Goblah Monloe, a Liberian in the camp, said the police came as the refugees were inaugurating their new leadership to replace the one that, the refugees said, did not serve their interests.
"We had a leadership problem; so, we elected a new leader. So, people that were doing the inauguration Sunday were on the scene and other refugees gathered when a group of police burst into the camp and they started beating people and arresting people; the police started throwing teargas," he said.
Monloe said the other refugees began stoning the police because they said they could not stand by while officers beat their colleagues.
He said the camp’s former leadership was removed because it had been cooperating more with Ghanaian authorities and the U.N. High Commissioner for Refugees rather than serving the interests of the camp’s residents.
“The leader that is in power, we noticed that he was not doing the right thing. He was in line with what the Ghanaian camp managers will tell him to do; that’s what he does. He doesn’t take care of the refugees’ affairs,” Monloe said.
He said the refugees have a council that is responsible for electing the camp’s leadership and it was that council that elected the new leadership.
Monloe said a police bullet hit a lady in the chest, who later died at a hospital.
“They (police) came on the inauguration ground and they started beating people. Everybody went into disarray; some of us, the refugees, started stoning them (the police) because they arrested some of our people. They (police) started shooting in the air. While shooting, we saw that the bullet hit the woman in the chest. I joined the group to carry the woman to the hospital but, within the process, she died,” Monloe said.
Kwesi Ofori, director of public affairs for the Ghanaian national police, told VOA authorities came to the camp to quell what he described as massive violence that was being carried out by the refugees.
“There was a leadership crisis among the Liberian refugees at the Buduburam Refugee Camp. As a result, police went there by intervening to de-escalate the violence, stabilize the security situation, (and) re-establish (the) rule of law in that camp. And, I am saying that the lady who died at the camp, the police (are) investigating to find out the circumstances that led to her death, and that the outcome of that will be made known to the public,” Ofori said.

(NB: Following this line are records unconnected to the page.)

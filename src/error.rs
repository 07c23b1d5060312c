use thiserror::Error;

/// Everything that can go wrong while answering a question.
#[derive(Debug, Error)]
pub enum Error {
    /// Transport failure before any response arrived.
    #[error("HTTP error: {0}")]
    Http(String),

    /// Gemini answered with a non-success status or refused the prompt.
    #[error("API error ({platform}): {message}")]
    Api {
        platform: String,
        message: String,
        status_code: Option<u16>,
    },

    #[error("Parse error: {0}")]
    Parse(String),

    /// Bad settings or missing credentials, reported before the first request.
    #[error("Config error: {0}")]
    Config(String),

    #[error("Rate limited by {platform}")]
    RateLimit {
        platform: String,
        retry_after_secs: Option<u64>,
    },

    #[error("model kept calling tools after {rounds} rounds without answering")]
    ToolLoop { rounds: u32 },

    /// Reading the question or writing the answer on the terminal failed.
    #[error("terminal I/O error: {0}")]
    Io(#[from] std::io::Error),
}

impl Error {
    pub fn http(msg: impl Into<String>) -> Self {
        Self::Http(msg.into())
    }

    pub fn api(platform: impl Into<String>, message: impl Into<String>) -> Self {
        Self::Api {
            platform: platform.into(),
            message: message.into(),
            status_code: None,
        }
    }

    pub fn api_with_status(
        platform: impl Into<String>,
        message: impl Into<String>,
        status_code: u16,
    ) -> Self {
        Self::Api {
            platform: platform.into(),
            message: message.into(),
            status_code: Some(status_code),
        }
    }

    pub fn parse(msg: impl Into<String>) -> Self {
        Self::Parse(msg.into())
    }

    pub fn config(msg: impl Into<String>) -> Self {
        Self::Config(msg.into())
    }
}

pub type Result<T> = std::result::Result<T, Error>;
//! Cue stick: turns an aim angle and a shot speed into a cue ball velocity

use glam::DVec2;
use serde::{Deserialize, Serialize};

use crate::consts::{CUE_MAX_SPEED, CUE_MIN_SPEED};
use crate::{normalize_angle, polar_to_cartesian};

#[derive(Debug, Clone, Copy, PartialEq, Serialize, Deserialize)]
pub struct CueStick {
    /// Aim direction (radians, 0 = toward +x)
    pub angle: f64,
    /// Shot speed in units/s
    pub speed: f64,
}

impl Default for CueStick {
    fn default() -> Self {
        Self {
            angle: 0.0, // Head spot toward the rack
            speed: CUE_MAX_SPEED,
        }
    }
}

impl CueStick {
    pub fn rotate(&mut self, delta_angle: f64) {
        self.angle = normalize_angle(self.angle + delta_angle);
    }

    /// Change the shot speed, clamped to the cue's limits
    pub fn adjust_speed(&mut self, delta: f64) {
        self.speed = (self.speed + delta).clamp(CUE_MIN_SPEED, CUE_MAX_SPEED);
    }

    /// Velocity given to the cue ball
    pub fn velocity(&self) -> DVec2 {
        polar_to_cartesian(self.speed, self.angle)
    }
}

#[cfg(test)]
mod tests {
    use super::*;
    use std::f64::consts::PI;

    #[test]
    fn test_speed_is_clamped() {
        let mut cue = CueStick::default();
        cue.adjust_speed(5.0);
        assert_eq!(cue.speed, CUE_MAX_SPEED);
        cue.adjust_speed(-100.0);
        assert_eq!(cue.speed, CUE_MIN_SPEED);
        cue.adjust_speed(1.0);
        assert!((cue.speed - 1.1).abs() < 1e-12);
    }

    #[test]
    fn test_velocity_follows_angle() {
        let mut cue = CueStick { angle: 0.0, speed: 2.0 };
        assert!((cue.velocity() - DVec2::new(2.0, 0.0)).length() < 1e-12);
        cue.rotate(PI / 2.0);
        assert!((cue.velocity() - DVec2::new(0.0, 2.0)).length() < 1e-12);
        cue.rotate(2.0 * PI);
        assert!((cue.angle - PI / 2.0).abs() < 1e-12);
    }
}
//! Simulation errors

use thiserror::Error;

/// Errors raised by table construction, stepping and shot handling
#[derive(Error, Debug)]
pub enum SimError {
    /// A setting is out of range (never clamped)
    #[error("invalid configuration: {0}")]
    InvalidConfig(String),

    /// A call was rejected at the API boundary
    #[error("invalid argument: {0}")]
    InvalidArgument(String),

    /// A bounded loop ran out of iterations
    #[error("simulation stalled: {what} did not finish after {iterations} iterations")]
    Stalled { what: &'static str, iterations: u32 },

    #[error("the cue ball is not on the table")]
    CueBallPocketed,

    #[error("the cue ball is already on the table")]
    CueBallOnTable,

    #[error("balls are still moving")]
    NotSettled,

    #[error("IO error: {0}")]
    Io(#[from] std::io::Error),

    #[error("settings parse error: {0}")]
    Json(#[from] serde_json::Error),
}

pub type Result<T> = std::result::Result<T, SimError>;
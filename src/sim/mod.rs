//! Table simulation module
//!
//! Everything physical lives here. Nothing in this module renders, reads
//! input or touches the clock:
//! - Time only enters through `Table::advance`
//! - Randomness only comes from the table's seeded RNG
//! - Balls are sorted by number between advances

pub mod collision;
pub mod cue;
pub mod geometry;
pub mod rack;
pub mod resolve;
pub mod state;
pub mod table;
pub mod tick;

pub use collision::{
    BallContact, BumperContact, ball_bumper_contact, find_ball_overlap, find_bumper_contact,
};
pub use cue::CueStick;
pub use geometry::{Pocket, Rect, Segment, TableGeometry};
pub use resolve::{elastic_velocities, reflect_velocity};
pub use state::Ball;
pub use table::{Table, create_table};
pub use tick::{AdvanceReport, StepReport, advance, step};
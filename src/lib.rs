//! Pocket Table - a 2D billiards physics core
//!
//! Core modules:
//! - `sim`: Table simulation (geometry, bodies, collisions, stepping)
//! - `settings`: Serializable table configuration
//! - `error`: Error type shared by the whole crate

pub mod error;
pub mod settings;
pub mod sim;

pub use error::SimError;
pub use settings::TableSettings;
pub use sim::{AdvanceReport, Ball, CueStick, Table, TableGeometry, create_table};

use glam::DVec2;

/// Simulation configuration constants
pub mod consts {
    /// Pocket radius of a standard table (table short half-length is 1.0)
    pub const DEFAULT_POCKET_RADIUS: f64 = 1.0 / 9.0;
    /// Ball radius: 2.25" balls on a 100" x 50" playing surface
    pub const DEFAULT_BALL_RADIUS: f64 = 0.045;
    /// Cue ball is slightly heavier than the object balls
    pub const DEFAULT_CUE_MASS: f64 = 0.17;
    pub const DEFAULT_OBJECT_MASS: f64 = 0.16;

    /// Velocity damping applied once per sub-step (1.0 disables friction)
    pub const DEFAULT_FRICTION: f64 = 0.99;
    /// Table counts as settled when every ball is slower than this (units/s)
    pub const DEFAULT_SETTLE_SPEED: f64 = 1e-2;
    pub const DEFAULT_SEED: u64 = 0x5EED_B1A1;

    /// Slack on contact tests so grazing contacts are not resolved forever
    pub const CONTACT_EPSILON: f64 = 1e-7;

    /// Resolutions allowed inside a single sub-step before giving up
    pub const MAX_RESOLVE_ITERATIONS: u32 = 10_000;
    /// Random draws allowed when respotting the cue ball
    pub const MAX_RESPOT_ATTEMPTS: u32 = 1_000;
    /// Sub-steps a single advance may plan
    pub const MAX_SUBSTEPS: u32 = 1_000_000;

    /// Table half extents
    pub const TABLE_HALF_LENGTH: f64 = 2.0;
    pub const TABLE_HALF_WIDTH: f64 = 1.0;

    /// Sides of the polygon approximating each pocket
    pub const POCKET_SIDES: usize = 12;

    /// Ball numbers
    pub const CUE_BALL: u8 = 0;
    pub const EIGHT_BALL: u8 = 8;
    pub const BALL_COUNT: u8 = 16;

    /// Rack layout
    pub const RACK_ROWS: usize = 5;
    pub const RACK_APEX_X: f64 = 1.0;
    pub const CUE_SPOT_X: f64 = -1.0;
    /// Extra spacing between racked balls
    pub const RACK_GAP: f64 = 1e-4;

    /// Cue stick speed limits (units/s)
    pub const CUE_MIN_SPEED: f64 = 0.1;
    pub const CUE_MAX_SPEED: f64 = 10.0;
}

/// Normalized angle to [-π, π)
#[inline]
pub fn normalize_angle(mut angle: f64) -> f64 {
    use std::f64::consts::PI;
    while angle >= PI {
        angle -= 2.0 * PI;
    }
    while angle < -PI {
        angle += 2.0 * PI;
    }
    angle
}

/// Convert polar (r, theta) to cartesian (x, y)
#[inline]
pub fn polar_to_cartesian(r: f64, theta: f64) -> DVec2 {
    DVec2::new(r * theta.cos(), r * theta.sin())
}
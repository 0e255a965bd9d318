//! Collision detection
//!
//! Read-only queries over the current ball positions. Contacts are found after
//! positions have been integrated, never predicted. Every test carries a small
//! `CONTACT_EPSILON` slack so that a contact restored to exact tangency is not
//! reported again.

use glam::DVec2;

use super::geometry::{Segment, TableGeometry};
use super::state::Ball;
use crate::consts::CONTACT_EPSILON;

/// Two overlapping balls, by index into the active list
#[derive(Debug, Clone, Copy, PartialEq)]
pub struct BallContact {
    pub first: usize,
    pub second: usize,
    /// Unit vector from `first` toward `second`
    pub normal: DVec2,
    /// How far the discs interpenetrate
    pub overlap: f64,
}

/// A ball touching one or more bumpers
#[derive(Debug, Clone, Copy, PartialEq)]
pub struct BumperContact {
    pub ball: usize,
    /// Mean of the closest points on each touching segment
    pub point: DVec2,
    /// Normalised sum of the touching segments' normals
    pub normal: DVec2,
}

/// Whether two balls overlap by more than the contact slack
#[inline]
pub fn balls_overlap(a: &Ball, b: &Ball) -> bool {
    a.pos.distance(b.pos) < a.radius() + b.radius() - CONTACT_EPSILON
}

/// Contact normal (from `a` to `b`) and overlap depth
///
/// Coincident centres have no separating direction and yield `None`.
pub fn ball_ball_contact(a: &Ball, b: &Ball) -> Option<(DVec2, f64)> {
    if !balls_overlap(a, b) {
        return None;
    }
    let delta = b.pos - a.pos;
    let normal = delta.try_normalize()?;
    Some((normal, a.radius() + b.radius() - delta.length()))
}

/// Closest point and table-facing normal of a segment the ball touches
pub fn ball_segment_contact(ball: &Ball, segment: &Segment) -> Option<(DVec2, DVec2)> {
    let normal = segment.normal()?;
    let closest = segment.closest_point(ball.pos);
    if ball.pos.distance(closest) < ball.radius() - CONTACT_EPSILON {
        Some((closest, normal))
    } else {
        None
    }
}

/// Combined contact of a ball against every bumper it touches
///
/// Near a pocket jaw a ball can touch two segments at once. Their normals are
/// summed and the closest points averaged, which is not exact for corners but
/// keeps the response stable. Returns `(point, normal)`.
pub fn ball_bumper_contact(ball: &Ball, segments: &[Segment]) -> Option<(DVec2, DVec2)> {
    let mut point_sum = DVec2::ZERO;
    let mut normal_sum = DVec2::ZERO;
    let mut count = 0u32;

    for segment in segments {
        if let Some((point, normal)) = ball_segment_contact(ball, segment) {
            point_sum += point;
            normal_sum += normal;
            count += 1;
        }
    }

    if count == 0 {
        return None;
    }
    // Opposing normals cancel out: nothing sensible to push along
    let normal = normal_sum.try_normalize()?;
    Some((point_sum / count as f64, normal))
}

/// First overlapping pair in list order
pub fn find_ball_overlap(balls: &[Ball]) -> Option<BallContact> {
    for (i, a) in balls.iter().enumerate() {
        for (j, b) in balls.iter().enumerate().skip(i + 1) {
            if let Some((normal, overlap)) = ball_ball_contact(a, b) {
                return Some(BallContact {
                    first: i,
                    second: j,
                    normal,
                    overlap,
                });
            }
        }
    }
    None
}

/// First ball in list order that touches a bumper
pub fn find_bumper_contact(balls: &[Ball], segments: &[Segment]) -> Option<BumperContact> {
    balls.iter().enumerate().find_map(|(i, ball)| {
        ball_bumper_contact(ball, segments).map(|(point, normal)| BumperContact {
            ball: i,
            point,
            normal,
        })
    })
}

/// Index of the pocket holding the ball's centre
#[inline]
pub fn ball_in_pocket(ball: &Ball, geometry: &TableGeometry) -> Option<usize> {
    geometry.pocket_at(ball.pos)
}
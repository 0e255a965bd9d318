//! Fixed table geometry: bumper segments, pockets and the border rectangle
//!
//! Everything here is derived once from the pocket radius. The playing surface
//! spans x in [-2, 2] and y in [-1, 1]; six pockets sit at the corners and at
//! the middle of the long rails, and each pocket mouth is flanked by two short
//! jaw segments.

use glam::DVec2;
use serde::{Deserialize, Serialize};

use crate::consts::*;
use crate::polar_to_cartesian;

/// A straight bumper from `a` to `b`
///
/// The outline is wound so that `normal()` (the direction rotated 90° CCW)
/// faces the playing surface.
#[derive(Debug, Clone, Copy, PartialEq, Serialize, Deserialize)]
pub struct Segment {
    pub a: DVec2,
    pub b: DVec2,
}

impl Segment {
    pub fn new(a: DVec2, b: DVec2) -> Self {
        Self { a, b }
    }

    #[inline]
    pub fn direction(&self) -> DVec2 {
        self.b - self.a
    }

    /// Unit normal facing the table, `None` for a zero-length segment
    pub fn normal(&self) -> Option<DVec2> {
        self.direction().perp().try_normalize()
    }

    /// Closest point on the segment to `p`, clamped to its endpoints
    pub fn closest_point(&self, p: DVec2) -> DVec2 {
        let d = self.direction();
        let len_sq = d.length_squared();
        if len_sq == 0.0 {
            return self.a;
        }
        let t = ((p - self.a).dot(d) / len_sq).clamp(0.0, 1.0);
        self.a + d * t
    }

    /// Distance from `p` to the nearest point of the segment
    pub fn distance_to(&self, p: DVec2) -> f64 {
        (p - self.closest_point(p)).length()
    }
}

/// A pocket, approximated by a regular polygon
#[derive(Debug, Clone, PartialEq, Serialize, Deserialize)]
pub struct Pocket {
    pub center: DVec2,
    pub radius: f64,
    /// Polygon vertices, counter-clockwise
    pub vertices: Vec<DVec2>,
}

impl Pocket {
    pub fn new(center: DVec2, radius: f64, sides: usize) -> Self {
        let sides = sides.max(3);
        let vertices = (0..sides)
            .map(|i| {
                let theta = std::f64::consts::TAU * i as f64 / sides as f64;
                center + polar_to_cartesian(radius, theta)
            })
            .collect();
        Self {
            center,
            radius,
            vertices,
        }
    }

    /// Whether `p` lies inside (or on the edge of) the pocket polygon
    pub fn contains(&self, p: DVec2) -> bool {
        let n = self.vertices.len();
        (0..n).all(|i| {
            let a = self.vertices[i];
            let b = self.vertices[(i + 1) % n];
            (b - a).perp_dot(p - a) >= 0.0
        })
    }
}

/// Axis-aligned rectangle
#[derive(Debug, Clone, Copy, PartialEq, Serialize, Deserialize)]
pub struct Rect {
    pub min: DVec2,
    pub max: DVec2,
}

impl Rect {
    pub fn new(min: DVec2, max: DVec2) -> Self {
        Self { min, max }
    }

    pub fn width(&self) -> f64 {
        self.max.x - self.min.x
    }

    pub fn height(&self) -> f64 {
        self.max.y - self.min.y
    }

    pub fn center(&self) -> DVec2 {
        (self.min + self.max) * 0.5
    }

    pub fn aspect_ratio(&self) -> f64 {
        self.width() / self.height()
    }

    pub fn contains(&self, p: DVec2) -> bool {
        p.cmpge(self.min).all() && p.cmple(self.max).all()
    }
}

/// Immutable outline of the table
#[derive(Debug, Clone, PartialEq, Serialize, Deserialize)]
pub struct TableGeometry {
    pub pocket_radius: f64,
    pub segments: Vec<Segment>,
    pub pockets: Vec<Pocket>,
    /// Whole table plus pocket overhang, for camera framing
    pub border_rect: Rect,
}

impl TableGeometry {
    pub fn new(pocket_radius: f64) -> Self {
        let r = pocket_radius;
        let o = r * std::f64::consts::SQRT_2;
        let (l, w) = (TABLE_HALF_LENGTH, TABLE_HALF_WIDTH);
        let seg = |ax: f64, ay: f64, bx: f64, by: f64| {
            Segment::new(DVec2::new(ax, ay), DVec2::new(bx, by))
        };

        let segments = vec![
            // Bottom rail, right half
            seg(r, -w - r, o, -w),
            seg(o, -w, l - o, -w),
            seg(l - o, -w, l, -w - o),
            // Right rail
            seg(l + o, -w, l, -w + o),
            seg(l, -w + o, l, w - o),
            seg(l, w - o, l + o, w),
            // Top rail, right half
            seg(l, w + o, l - o, w),
            seg(l - o, w, o, w),
            seg(o, w, r, w + r),
            // Top rail, left half
            seg(-r, w + r, -o, w),
            seg(-o, w, -l + o, w),
            seg(-l + o, w, -l, w + o),
            // Left rail
            seg(-l - o, w, -l, w - o),
            seg(-l, w - o, -l, -w + o),
            seg(-l, -w + o, -l - o, -w),
            // Bottom rail, left half
            seg(-l, -w - o, -l + o, -w),
            seg(-l + o, -w, -o, -w),
            seg(-o, -w, -r, -w - r),
        ];

        let q = r / (2.0 * std::f64::consts::SQRT_2);
        let pockets = [
            DVec2::new(l + q, w + q),
            DVec2::new(0.0, w + r),
            DVec2::new(-l - q, w + q),
            DVec2::new(-l - q, -w - q),
            DVec2::new(0.0, -w - r),
            DVec2::new(l + q, -w - q),
        ]
        .into_iter()
        .map(|center| Pocket::new(center, r, POCKET_SIDES))
        .collect();

        let p = r * (1.0 + std::f64::consts::SQRT_2 / 2.0);
        let border_rect = Rect::new(DVec2::new(-l - p, -w - p), DVec2::new(l + p, w + p));

        Self {
            pocket_radius,
            segments,
            pockets,
            border_rect,
        }
    }

    /// Index of the pocket containing `p`, if any
    pub fn pocket_at(&self, p: DVec2) -> Option<usize> {
        self.pockets.iter().position(|pocket| pocket.contains(p))
    }
}
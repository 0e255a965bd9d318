//! Collision response
//!
//! Velocity updates are perfectly elastic; energy is only lost through the
//! per sub-step friction applied by the step controller.

use glam::DVec2;

use super::state::Ball;

/// Reflect velocity off a surface
///
/// Standard reflection: v' = v - 2(v·n)n
#[inline]
pub fn reflect_velocity(velocity: DVec2, normal: DVec2) -> DVec2 {
    velocity - 2.0 * velocity.dot(normal) * normal
}

/// Bounce a ball off a bumper and move it back to tangency
///
/// The velocity is only reflected while the ball is heading into the bumper;
/// either way the ball ends up exactly one radius from the contact point.
pub fn resolve_bumper(ball: &mut Ball, point: DVec2, normal: DVec2) {
    if ball.vel.dot(normal) < 0.0 {
        ball.vel = reflect_velocity(ball.vel, normal);
    }
    ball.pos = point + normal * ball.radius();
}

/// Post-collision velocities of two discs along `normal` (pointing from a to b)
///
/// One-dimensional elastic collision on the normal components; the tangential
/// components are untouched. Pairs that are already separating are returned
/// unchanged.
pub fn elastic_velocities(
    vel_a: DVec2,
    mass_a: f64,
    vel_b: DVec2,
    mass_b: f64,
    normal: DVec2,
) -> (DVec2, DVec2) {
    let ua = vel_a.dot(normal);
    let ub = vel_b.dot(normal);
    if ua - ub <= 0.0 {
        return (vel_a, vel_b);
    }

    let total = mass_a + mass_b;
    let va = ((mass_a - mass_b) * ua + 2.0 * mass_b * ub) / total;
    let vb = ((mass_b - mass_a) * ub + 2.0 * mass_a * ua) / total;

    (vel_a + (va - ua) * normal, vel_b + (vb - ub) * normal)
}

/// Resolve an overlapping pair: exchange momentum, then split them apart
///
/// Each ball is pushed half the overlap along the normal so the pair ends up
/// exactly tangent.
pub fn resolve_ball_pair(a: &mut Ball, b: &mut Ball, normal: DVec2, overlap: f64) {
    let (va, vb) = elastic_velocities(a.vel, a.mass(), b.vel, b.mass(), normal);
    a.vel = va;
    b.vel = vb;

    let push = normal * (overlap * 0.5);
    a.pos -= push;
    b.pos += push;
}

/// Two distinct mutable elements of a slice
pub(crate) fn pair_mut<T>(items: &mut [T], i: usize, j: usize) -> (&mut T, &mut T) {
    debug_assert_ne!(i, j);
    if i < j {
        let (head, tail) = items.split_at_mut(j);
        (&mut head[i], &mut tail[0])
    } else {
        let (head, tail) = items.split_at_mut(i);
        (&mut tail[0], &mut head[j])
    }
}
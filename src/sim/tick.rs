//! Sub-stepping simulation
//!
//! `advance` splits an arbitrary frame time into sub-steps short enough that no
//! ball moves further than `max_advance_distance` in any of them, so nothing
//! can tunnel through a bumper or another ball. Each sub-step integrates,
//! resolves contacts until none are left, sweeps the pockets and applies
//! friction.

use glam::DVec2;
use rand::Rng;
use rand::seq::SliceRandom;

use super::collision::{ball_in_pocket, find_ball_overlap, find_bumper_contact};
use super::geometry::Segment;
use super::resolve::{pair_mut, resolve_ball_pair, resolve_bumper};
use super::state::Ball;
use super::table::Table;
use crate::consts::{MAX_RESOLVE_ITERATIONS, MAX_SUBSTEPS};
use crate::error::{Result, SimError};

/// What happened during one sub-step
#[derive(Debug, Clone, Default, PartialEq)]
pub struct StepReport {
    /// Contacts resolved before the table was overlap-free
    pub resolutions: u32,
    /// Balls that dropped, by number
    pub pocketed: Vec<u8>,
}

/// What happened during one `advance` call
#[derive(Debug, Clone, Default, PartialEq)]
pub struct AdvanceReport {
    pub substeps: u32,
    pub resolutions: u32,
    /// Balls that dropped, by number, in the order they dropped
    pub pocketed: Vec<u8>,
}

impl AdvanceReport {
    fn absorb(&mut self, step: StepReport) {
        self.substeps += 1;
        self.resolutions += step.resolutions;
        self.pocketed.extend(step.pocketed);
    }
}

/// Speed of the fastest ball
pub fn max_speed(balls: &[Ball]) -> f64 {
    balls.iter().map(Ball::speed).fold(0.0, f64::max)
}

/// Advance the table by `elapsed` seconds of wall-clock time
pub fn advance(table: &mut Table, elapsed: f64) -> Result<AdvanceReport> {
    if !(elapsed.is_finite() && elapsed >= 0.0) {
        return Err(SimError::InvalidArgument(format!(
            "elapsed time must be finite and non-negative, got {elapsed}"
        )));
    }

    let max_distance = table.settings.max_advance_distance();
    let mut report = AdvanceReport::default();
    let mut remaining = elapsed;

    while remaining > 0.0 {
        // Split what is left into equal sub-steps short enough for the
        // fastest ball; a single one when nothing is fast enough to matter
        let speed = max_speed(&table.balls);
        let planned = (speed * remaining / max_distance).ceil().max(1.0);
        if planned > f64::from(MAX_SUBSTEPS) {
            return Err(SimError::InvalidArgument(format!(
                "advancing {remaining}s at speed {speed} needs more than {MAX_SUBSTEPS} sub-steps"
            )));
        }
        let dt = remaining / planned;

        let mut left = planned as u32;
        while left > 0 {
            report.absorb(step(table, dt)?);
            left -= 1;
            // Collisions between unequal masses can speed a ball up: replan
            if max_speed(&table.balls) > speed {
                break;
            }
        }
        remaining = dt * f64::from(left);
    }

    table.normalize_order();
    if report.substeps > 1 {
        log::debug!(
            "Advanced {:.4}s in {} sub-steps ({} contacts resolved)",
            elapsed,
            report.substeps,
            report.resolutions
        );
    }
    Ok(report)
}

/// One fixed-length sub-step
pub fn step(table: &mut Table, dt: f64) -> Result<StepReport> {
    let Table {
        settings,
        geometry,
        balls,
        pocketed,
        rng,
    } = table;

    // Integrate first; contacts are found after the fact
    for ball in balls.iter_mut() {
        ball.pos += ball.vel * dt;
    }

    let resolutions = resolve_contacts(balls, &geometry.segments, rng)?;
    let mut report = StepReport {
        resolutions,
        pocketed: Vec::new(),
    };

    let mut i = 0;
    while i < balls.len() {
        match ball_in_pocket(&balls[i], geometry) {
            Some(pocket) => {
                let mut ball = balls.swap_remove(i);
                log::debug!("Ball {} dropped into pocket {}", ball.number(), pocket);
                ball.vel = DVec2::ZERO;
                report.pocketed.push(ball.number());
                pocketed.push(ball);
            }
            None => i += 1,
        }
    }

    for ball in balls.iter_mut() {
        ball.vel *= settings.friction;
    }

    Ok(report)
}

/// Resolve contacts one at a time until nothing overlaps
///
/// Ball pairs are handled before bumpers. The list is reshuffled before every
/// scan so that no ball is consistently favoured when many contacts exist at
/// once; with a seeded `rng` the outcome is reproducible. Returns the number of
/// contacts resolved.
pub fn resolve_contacts<R: Rng + ?Sized>(
    balls: &mut [Ball],
    segments: &[Segment],
    rng: &mut R,
) -> Result<u32> {
    for resolved in 0..MAX_RESOLVE_ITERATIONS {
        balls.shuffle(rng);

        if let Some(contact) = find_ball_overlap(balls) {
            let (a, b) = pair_mut(balls, contact.first, contact.second);
            resolve_ball_pair(a, b, contact.normal, contact.overlap);
            continue;
        }

        if let Some(contact) = find_bumper_contact(balls, segments) {
            resolve_bumper(&mut balls[contact.ball], contact.point, contact.normal);
            continue;
        }

        return Ok(resolved);
    }

    log::warn!(
        "Contact resolution did not converge after {} iterations",
        MAX_RESOLVE_ITERATIONS
    );
    Err(SimError::Stalled {
        what: "contact resolution",
        iterations: MAX_RESOLVE_ITERATIONS,
    })
}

He said the dead woman’s body was in police custody awaiting an autopsy.
Ofori said the Liberian refugees attacked the local clinic and destroyed its medical equipment as well as attacked the local police station.
He said he believes Ghanaian police operated within the best practices of any police operation.
A few years ago, the U.N. High Commissioner for Refugees offered money ($100) to Liberian refugees in Ghana if they would agree to repatriate.
Liberian Information Minister Cletus Sieh told VOA that, as far as the Liberian government is concerned, Liberians in Ghana were no longer considered as refugees.